_Your objective_
Your task is to tally the lines of the listing containing the word "order" and report the figure alone.

- Opening Delimiter -

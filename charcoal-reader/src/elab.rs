//! Elaboration: parsed C to Clight.
//!
//! Everything the back-end does not want to see is dealt with here:
//!
//! * types are checked and the usual arithmetic conversions become
//!   explicit `Ecast` nodes, so operator operands reach `cshmgen` with
//!   equal arithmetic types;
//! * side effects leave expressions: assignments, calls, `&&`/`||`, `?:`,
//!   `++`/`--` and the comma operator turn into statement prefixes over
//!   fresh temporaries (pure, non-trapping `&&`/`||` of boolean operands
//!   instead becomes a bitwise `&`/`|` of comparisons);
//! * initialisers become assignments (locals) or byte images (globals);
//! * `while`/`do`/`for` become the Clight `Sloop` form;
//! * switch case values are canonicalised to the scrutinee's bit pattern;
//! * `main` gets its implicit `return 0`.
//!
//! Outside the subset (diagnosed, never silently accepted): `typedef`,
//! `enum`, `union`, bitfields, variadic definitions, `long double`,
//! aggregate parameters and returns, `extern` variables.

use crate::ast::*;
use crate::error::{Location, ParseResult};
use charcoal_codegen::ir::clight::{
    BinaryOp, CType, Expr, FunType, Function, GlobVar, IntSize, Program, Signedness, Stmt,
    StructTable, SwitchCase, UnaryOp,
};
use charcoal_codegen::symbols::{symbol, Symbol};
use std::collections::{HashMap, HashSet};

/// Elaborate a parsed translation unit into Clight.
pub fn elaborate(prog: PProgram) -> ParseResult<Program> {
    let mut elab = Elab::default();
    for decl in &prog.decls {
        elab.top_decl(decl)?;
    }
    let mut out = Program::default();
    out.structs = elab.structs;
    out.globals = elab.globals;
    out.functions = elab.functions;
    // Declared functions that were never defined are externals.
    for (name, ft) in elab.declared {
        if !elab.defined.contains(&name) {
            out.externals.push((symbol(&name), ft));
        }
    }
    Ok(out)
}

#[derive(Default)]
struct Elab {
    structs: StructTable,
    globals: Vec<(Symbol, GlobVar)>,
    functions: Vec<(Symbol, Function)>,
    /// Types of globals and functions, for identifier lookup.
    global_types: HashMap<String, CType>,
    /// Declared function types, in declaration order.
    declared: Vec<(String, FunType)>,
    defined: HashSet<String>,
}

fn int() -> CType {
    CType::Int(IntSize::I32, Signedness::Signed)
}

fn uint() -> CType {
    CType::Int(IntSize::I32, Signedness::Unsigned)
}
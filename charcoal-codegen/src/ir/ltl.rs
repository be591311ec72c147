//! The LTL intermediate representation.
//!
//! The output of register allocation: the same control-flow graph as RTL,
//! but grouped into basic blocks whose instructions reference machine
//! registers and stack slots instead of pseudo-registers. Operation
//! operands are always machine registers; stack slots appear only in the
//! dedicated `Lgetstack`/`Lsetstack` moves that the allocator inserted for
//! spilled values and argument traffic.
//!
//! Calls carry no explicit operand list: by construction the preceding
//! moves have placed the arguments in their calling-convention locations.

use crate::ir::op::{Addressing, Condition, Operation};
use crate::ir::rtl::Node;
use crate::ir::types::{Builtin, Chunk, Signature, Slot, Type};
use crate::ir::DataItem;
use crate::isa::arm64::Mreg;
use crate::symbols::Symbol;
use charcoal_entity::PrimaryMap;
use core::fmt;
use smallvec::SmallVec;

/// Operand lists over machine registers.
pub type MregList = SmallVec<[Mreg; 4]>;

/// A location: either a machine register or a stack slot.
///
/// This is the codomain of the allocator's assignment of pseudo-registers.
#[derive(Clone, Copy, Debug, PartialEq, Eq)]
pub enum Loc {
    /// A machine register.
    R(Mreg),
    /// A stack slot.
    S(Slot),
}

impl Loc {
    /// The type of the value stored at this location.
    pub fn ty(self, reg_ty: Type) -> Type {
        match self {
            Loc::R(_) => reg_ty,
            Loc::S(slot) => slot.ty,
        }
    }
}

impl fmt::Display for Loc {
    fn fmt(&self, f: &mut fmt::Formatter) -> fmt::Result {
        match self {
            Loc::R(r) => write!(f, "{}", r),
            Loc::S(s) => write!(f, "{}", s),
        }
    }
}

/// The callee of a call or tail call.
#[derive(Clone, Copy, Debug, PartialEq, Eq)]
pub enum Callee {
    /// Direct call to a known symbol.
    Symbol(Symbol),
    /// Indirect call through a register.
    Reg(Mreg),
}

impl fmt::Display for Callee {
    fn fmt(&self, f: &mut fmt::Formatter) -> fmt::Result {
        match self {
            Callee::Symbol(s) => write!(f, "\"{}\"", s),
            Callee::Reg(r) => write!(f, "{}", r),
        }
    }
}

/// One LTL instruction. The last instruction of a basic block is always
/// one of the control-flow forms.
#[derive(Clone, Debug, PartialEq)]
pub enum Inst {
    /// `dest = op(args)`.
    Lop {
        /// The operation.
        op: Operation,
        /// Argument registers.
        args: MregList,
        /// Result register.
        dest: Mreg,
    },
    /// `dest = chunk[mode(args)]`.
    Lload {
        /// Access width and signedness.
        chunk: Chunk,
        /// Addressing mode.
        mode: Addressing,
        /// Address registers.
        args: MregList,
        /// Result register.
        dest: Mreg,
    },
    /// Load from a stack slot.
    Lgetstack {
        /// The slot.
        slot: Slot,
        /// Result register.
        dest: Mreg,
    },
    /// Store to a stack slot.
    Lsetstack {
        /// Stored register.
        src: Mreg,
        /// The slot.
        slot: Slot,
    },
    /// `chunk[mode(args)] = src`.
    Lstore {
        /// Access width and signedness.
        chunk: Chunk,
        /// Addressing mode.
        mode: Addressing,
        /// Address registers.
        args: MregList,
        /// Stored register.
        src: Mreg,
    },
    /// Call; arguments are in convention locations.
    Lcall {
        /// Callee signature.
        sig: Signature,
        /// Callee.
        callee: Callee,
    },
    /// Builtin invocation; arguments are in convention locations.
    Lbuiltin {
        /// Which builtin.
        builtin: Builtin,
    },
    /// Unconditional branch.
    Lbranch(Node),
    /// Two-way branch.
    Lcond {
        /// The condition.
        cond: Condition,
        /// Condition arguments.
        args: MregList,
        /// Taken when the condition holds.
        ifso: Node,
        /// Taken otherwise.
        ifnot: Node,
    },
    /// Indexed jump.
    Ljumptable {
        /// Index register.
        arg: Mreg,
        /// One node per table entry.
        targets: Vec<Node>,
    },
    /// Return; the result, if any, is already in its convention register.
    Lreturn,
    /// Tail call; arguments are in convention locations.
    Ltailcall {
        /// Callee signature.
        sig: Signature,
        /// Callee.
        callee: Callee,
    },
}

impl Inst {
    /// Is this instruction a block terminator?
    pub fn is_terminator(&self) -> bool {
        match self {
            Inst::Lbranch(_)
            | Inst::Lcond { .. }
            | Inst::Ljumptable { .. }
            | Inst::Lreturn
            | Inst::Ltailcall { .. } => true,
            _ => false,
        }
    }

    /// The successor nodes of a terminator; empty for straight-line
    /// instructions, `Lreturn` and `Ltailcall`.
    pub fn successors(&self) -> SmallVec<[Node; 2]> {
        match self {
            Inst::Lbranch(n) => SmallVec::from_slice(&[*n]),
            Inst::Lcond { ifso, ifnot, .. } => SmallVec::from_slice(&[*ifso, *ifnot]),
            Inst::Ljumptable { targets, .. } => targets.iter().copied().collect(),
            _ => SmallVec::new(),
        }
    }
}

/// A basic block: straight-line instructions ending in a terminator.
#[derive(Clone, Debug, Default, PartialEq)]
pub struct BBlock {
    /// The instructions.
    pub body: Vec<Inst>,
}

/// An LTL function, with the frame regions the stacking pass will place.
#[derive(Clone, Debug)]
pub struct Function {
    /// Machine-level signature.
    pub sig: Signature,
    /// The entry block.
    pub entry: Node,
    /// The blocks, still keyed by the RTL node ids.
    pub code: PrimaryMap<Node, BBlock>,
    /// Bytes of stack data (former address-taken locals).
    pub stackdata: i64,
    /// Bytes of spill slots (`SlotKind::Local`).
    pub locals_size: i64,
    /// Bytes of the outgoing-argument area (`SlotKind::Outgoing`).
    pub outgoing_size: i64,
    /// Callee-saved registers the allocator actually used, in save order.
    pub used_callee_saved: Vec<Mreg>,
    /// Whether the function contains any call, tail call or builtin.
    pub has_calls: bool,
}

/// A complete LTL program.
#[derive(Clone, Debug, Default)]
pub struct Program {
    /// Global data items.
    pub globals: Vec<(Symbol, DataItem)>,
    /// Function definitions.
    pub functions: Vec<(Symbol, Function)>,
    /// External functions with their signatures.
    pub externals: Vec<(Symbol, Signature)>,
}

impl fmt::Display for Inst {
    fn fmt(&self, f: &mut fmt::Formatter) -> fmt::Result {
        match self {
            Inst::Lop { op, args, dest } => {
                write!(f, "{} = ", dest)?;
                crate::ir::op::print_operation(f, op, args)
            }
            Inst::Lload {
                chunk,
                mode,
                args,
                dest,
            } => {
                write!(f, "{} = {}[", dest, chunk)?;
                crate::ir::op::print_addressing(f, mode, args)?;
                write!(f, "]")
            }
            Inst::Lgetstack { slot, dest } => write!(f, "{} = {}", dest, slot),
            Inst::Lsetstack { src, slot } => write!(f, "{} = {}", slot, src),
            Inst::Lstore {
                chunk,
                mode,
                args,
                src,
            } => {
                write!(f, "{}[", chunk)?;
                crate::ir::op::print_addressing(f, mode, args)?;
                write!(f, "] = {}", src)
            }
            Inst::Lcall { sig, callee } => write!(f, "call {} {}", callee, sig),
            Inst::Lbuiltin { builtin } => write!(f, "builtin {}", builtin),
            Inst::Lbranch(n) => write!(f, "goto {}", n),
            Inst::Lcond {
                cond,
                args,
                ifso,
                ifnot,
            } => {
                write!(f, "if (")?;
                crate::ir::op::print_condition(f, cond, args)?;
                write!(f, ") -> {} else {}", ifso, ifnot)
            }
            Inst::Ljumptable { arg, targets } => {
                write!(f, "jumptable {} [", arg)?;
                for (i, t) in targets.iter().enumerate() {
                    if i != 0 {
                        write!(f, ", ")?;
                    }
                    write!(f, "{}", t)?;
                }
                write!(f, "]")
            }
            Inst::Lreturn => write!(f, "return"),
            Inst::Ltailcall { sig, callee } => write!(f, "tailcall {} {}", callee, sig),
        }
    }
}

impl fmt::Display for Function {
    fn fmt(&self, f: &mut fmt::Formatter) -> fmt::Result {
        match self.sig.ret {
            None => writeln!(f, "(): void"),
            Some(ty) => writeln!(f, "(): {}", ty),
        }?;
        writeln!(f, "{{")?;
        writeln!(
            f,
            "  frame: data {}, locals {}, outgoing {};",
            self.stackdata, self.locals_size, self.outgoing_size
        )?;
        if !self.used_callee_saved.is_empty() {
            write!(f, "  saved:")?;
            for r in &self.used_callee_saved {
                write!(f, " {}", r)?;
            }
            writeln!(f, ";")?;
        }
        writeln!(f, "  entry {};", self.entry)?;
        for (node, block) in self.code.iter() {
            writeln!(f, "  {}:", node)?;
            for inst in &block.body {
                writeln!(f, "    {}", inst)?;
            }
        }
        writeln!(f, "}}")
    }
}

impl fmt::Display for Program {
    fn fmt(&self, f: &mut fmt::Formatter) -> fmt::Result {
        for (name, g) in &self.globals {
            let kind = if g.readonly { "readonly " } else { "" };
            writeln!(f, "{}var \"{}\"[{}, align {}]", kind, name, g.size, g.align)?;
        }
        for (name, sig) in &self.externals {
            writeln!(f, "extern \"{}\"{}", name, sig)?;
        }
        for (name, func) in &self.functions {
            write!(f, "\"{}\"{}", name, func)?;
        }
        Ok(())
    }
}

#[cfg(test)]
mod tests {
    use super::*;
    use crate::ir::types::SlotKind;
    use smallvec::smallvec;

    #[test]
    fn terminators() {
        assert!(Inst::Lreturn.is_terminator());
        assert!(Inst::Lbranch(Node::from_u32(0)).is_terminator());
        let op = Inst::Lop {
            op: Operation::Omove,
            args: smallvec![Mreg::X1],
            dest: Mreg::X0,
        };
        assert!(!op.is_terminator());
        assert!(op.successors().is_empty());
    }

    #[test]
    fn display() {
        let i = Inst::Lgetstack {
            slot: Slot::new(SlotKind::Local, 8, Type::I64),
            dest: Mreg::X9,
        };
        assert_eq!(i.to_string(), "x9 = S(local, 8, long)");
        let i = Inst::Lop {
            op: Operation::Oaddimm(1),
            args: smallvec![Mreg::X2],
            dest: Mreg::X1,
        };
        assert_eq!(i.to_string(), "x1 = x2 + 1");
    }
}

- Closing Delimiter -

_Answer section_
2